No Risk Management is Betting

March 22, 2010

So many times, the financial press gets it exactly backwards. (See Bloomberg) Firms who manage their risks by hedging or insurance are reported to be betting and firms who do not are simply subject to the normal fluctuations of uncontrollable events.

But Risk Management offers a real alternative to either betting or being tossed around by the frothy seas of misfortune.  Risk management offers the possibility of identifying and mitigating the most extreme negative events and trends of the world.

Imagine your business owns a building worth $100,000,000.  There is a 1 in 250 chance that a storm will hit your building and destroy the building leaving you with a $10 million piece of empty property and a $10 million clean up bill.  (ignore the business interruption for now).

So the expected cost of that loss is $400,000.  You get an insurance quote for $600,000.  There are two ways you can tell the story of purchasing insurance:

  1. The firm can place a bet that its building will be destroyed by a storm.  If there is no storm, then they lose their bet.
  2. The firm can manage its risk from a severe storm by buying an insurance policy.
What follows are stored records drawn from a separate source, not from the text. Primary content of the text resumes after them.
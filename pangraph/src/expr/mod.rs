// Copyright (c) 2024-2025 DeepGraph Inc.
// SPDX-License-Identifier: Apache-2.0
//
//! Bound expressions, traversals and property bookkeeping

pub mod expression;
pub mod properties;
pub mod visitor;

pub use expression::{Expression, LiteralValue, INTERNAL_ID_PROPERTY};
pub use properties::PropertyExprCollection;
pub use visitor::{collect_dependent_var_names, DependentVarNameCollector};
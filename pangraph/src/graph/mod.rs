// Copyright (c) 2024-2025 DeepGraph Inc.
// SPDX-License-Identifier: Apache-2.0
//
//! Bound pattern model: query graphs and matched-subgraph bitmasks

pub mod query_graph;
pub mod subquery_graph;

pub use query_graph::{
    extend_direction, ExtendDirection, QueryGraph, QueryGraphCollection, QueryNode, QueryRel,
    QueryRelType, RelDirection, TableId,
};
pub use subquery_graph::{SubqueryGraph, MAX_PATTERN_VARIABLES};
Now if the storm does not happen, the story can be:

  1. The firm lost its bet that its building would be destroyed.
  2. The firm incurred a fixed cost of managing its storm risk and avoided the volatility of an uninsured situation.

And if the storm does one day hit, the story is:

  1. The firm won its bet that a storm would destroy its building and was rewarded by a $100 million gain from insurance.
  2. The losses from the storm were covered by the firms insurance.

Risk Management just is not a good story for the reporters, if told right.  For the firm, that may just be one more reason to consider risk management.

Now if the firm chooses not to buy the insurance, the coverage is twisted.  Again read two ways that it might be reported if there is no storm:

  1. No story.  Nothing happened.
  2. The firm got lucky and did not take a loss on its uninsured building.  They took a bet that had a huge downside for their shareholders for a very small payoff.

ANd if the storm hits, the story is reported as:

  1. Tragedy strikes.  Unfortunate event causes $100 M loss.  CEO say “We are just not able to control the weather.”
  2. The bet that management took went bad.  That bet was just not necessary.  Now shareholders have experienced large losses because the management was trying to save a little on insurance.  The CEO should be fired.

Unless the firm’s was in the business of long term weather forecasting they had no business making the bet when they did NOT buy the insurance.  THey had no expertise to tell them that they shouldn’t buy the insurance.

They were just gambling.

Protected by the Crowd

February 3, 2010

A major question for risk managers to ponder is whether it is sufficient to be protected by the crowd.

What I mean is whether they can feel that they are doing their job when they are ignoring the same risks that every one else is ignoring.

An example of that is inflation risk.  Inflation risk does not appear on most firms list of major risks.  But if there is inflation, their expenses will rise, their cost of borrowing will rise, the values of their stock and bond portfolios will fall, their claims costs will rise – all for certain and possibly, just possibly, their prices and their earnings on investments will rise enough to compensate for all of that.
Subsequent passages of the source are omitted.